Task instructions
The answer must consist of each line below that contains the string "body".

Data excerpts
***

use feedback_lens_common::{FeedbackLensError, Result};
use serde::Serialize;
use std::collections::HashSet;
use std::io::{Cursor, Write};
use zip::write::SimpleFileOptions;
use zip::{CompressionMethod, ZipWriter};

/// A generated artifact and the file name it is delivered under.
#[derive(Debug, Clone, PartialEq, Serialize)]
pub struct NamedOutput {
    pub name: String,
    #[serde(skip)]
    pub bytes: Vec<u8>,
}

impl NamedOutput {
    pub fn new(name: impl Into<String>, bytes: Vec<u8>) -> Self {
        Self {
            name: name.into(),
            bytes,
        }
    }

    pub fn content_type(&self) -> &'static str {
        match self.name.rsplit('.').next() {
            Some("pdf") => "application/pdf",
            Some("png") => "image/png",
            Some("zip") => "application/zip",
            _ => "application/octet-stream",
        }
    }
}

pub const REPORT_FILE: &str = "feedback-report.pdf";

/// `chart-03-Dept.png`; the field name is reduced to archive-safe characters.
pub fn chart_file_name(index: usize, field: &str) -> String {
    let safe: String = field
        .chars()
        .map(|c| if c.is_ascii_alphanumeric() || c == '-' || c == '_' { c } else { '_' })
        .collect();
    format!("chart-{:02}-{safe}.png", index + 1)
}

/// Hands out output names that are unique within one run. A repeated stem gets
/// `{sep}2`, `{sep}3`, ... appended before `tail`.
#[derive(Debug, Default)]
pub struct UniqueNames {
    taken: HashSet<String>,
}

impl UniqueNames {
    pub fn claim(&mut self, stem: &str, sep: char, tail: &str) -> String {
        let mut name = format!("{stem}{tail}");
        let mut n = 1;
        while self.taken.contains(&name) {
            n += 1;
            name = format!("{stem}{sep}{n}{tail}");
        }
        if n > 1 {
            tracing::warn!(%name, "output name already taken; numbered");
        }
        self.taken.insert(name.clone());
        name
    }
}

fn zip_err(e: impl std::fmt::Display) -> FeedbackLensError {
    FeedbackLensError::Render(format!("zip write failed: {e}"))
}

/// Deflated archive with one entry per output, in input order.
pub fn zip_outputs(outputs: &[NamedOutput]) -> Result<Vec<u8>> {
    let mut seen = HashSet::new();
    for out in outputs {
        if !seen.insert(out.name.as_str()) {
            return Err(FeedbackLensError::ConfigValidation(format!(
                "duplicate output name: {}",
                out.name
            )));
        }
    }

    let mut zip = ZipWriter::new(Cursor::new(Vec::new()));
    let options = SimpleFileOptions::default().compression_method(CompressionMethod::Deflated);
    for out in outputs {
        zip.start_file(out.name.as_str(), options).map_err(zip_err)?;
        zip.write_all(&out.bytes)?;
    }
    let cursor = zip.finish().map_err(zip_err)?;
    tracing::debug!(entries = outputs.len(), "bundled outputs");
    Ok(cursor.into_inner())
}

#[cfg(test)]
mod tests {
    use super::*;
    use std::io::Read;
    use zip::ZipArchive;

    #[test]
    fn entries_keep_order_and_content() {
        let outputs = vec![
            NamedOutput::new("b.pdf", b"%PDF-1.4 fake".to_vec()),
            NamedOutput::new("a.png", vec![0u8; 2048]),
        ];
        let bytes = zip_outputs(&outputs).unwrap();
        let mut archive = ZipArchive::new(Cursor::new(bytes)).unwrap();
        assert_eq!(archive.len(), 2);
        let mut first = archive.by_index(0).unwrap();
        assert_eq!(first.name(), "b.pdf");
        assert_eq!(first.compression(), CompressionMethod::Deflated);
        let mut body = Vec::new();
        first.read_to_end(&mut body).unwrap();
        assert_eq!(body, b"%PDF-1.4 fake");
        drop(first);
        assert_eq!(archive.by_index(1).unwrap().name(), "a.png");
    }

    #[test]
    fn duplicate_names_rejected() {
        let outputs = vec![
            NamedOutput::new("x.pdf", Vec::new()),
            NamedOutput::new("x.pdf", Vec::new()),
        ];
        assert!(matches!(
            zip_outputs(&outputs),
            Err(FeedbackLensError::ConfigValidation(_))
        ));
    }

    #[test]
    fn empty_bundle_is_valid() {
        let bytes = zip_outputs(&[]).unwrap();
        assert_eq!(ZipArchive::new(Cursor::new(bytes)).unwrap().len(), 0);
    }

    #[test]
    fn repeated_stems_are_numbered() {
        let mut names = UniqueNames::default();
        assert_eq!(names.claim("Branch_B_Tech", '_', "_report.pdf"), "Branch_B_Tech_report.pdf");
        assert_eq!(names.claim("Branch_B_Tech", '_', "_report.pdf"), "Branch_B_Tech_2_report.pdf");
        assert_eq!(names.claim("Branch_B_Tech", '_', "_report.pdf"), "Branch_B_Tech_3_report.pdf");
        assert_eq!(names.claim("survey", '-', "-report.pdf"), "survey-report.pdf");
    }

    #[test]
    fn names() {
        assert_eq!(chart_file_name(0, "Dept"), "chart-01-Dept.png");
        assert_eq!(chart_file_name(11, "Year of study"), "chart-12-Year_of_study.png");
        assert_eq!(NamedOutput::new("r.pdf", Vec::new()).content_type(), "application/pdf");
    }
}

***

Result
        let mut body = Vec::new();
        first.read_to_end(&mut body).unwrap();
        assert_eq!(body, b"%PDF-1.4 fake");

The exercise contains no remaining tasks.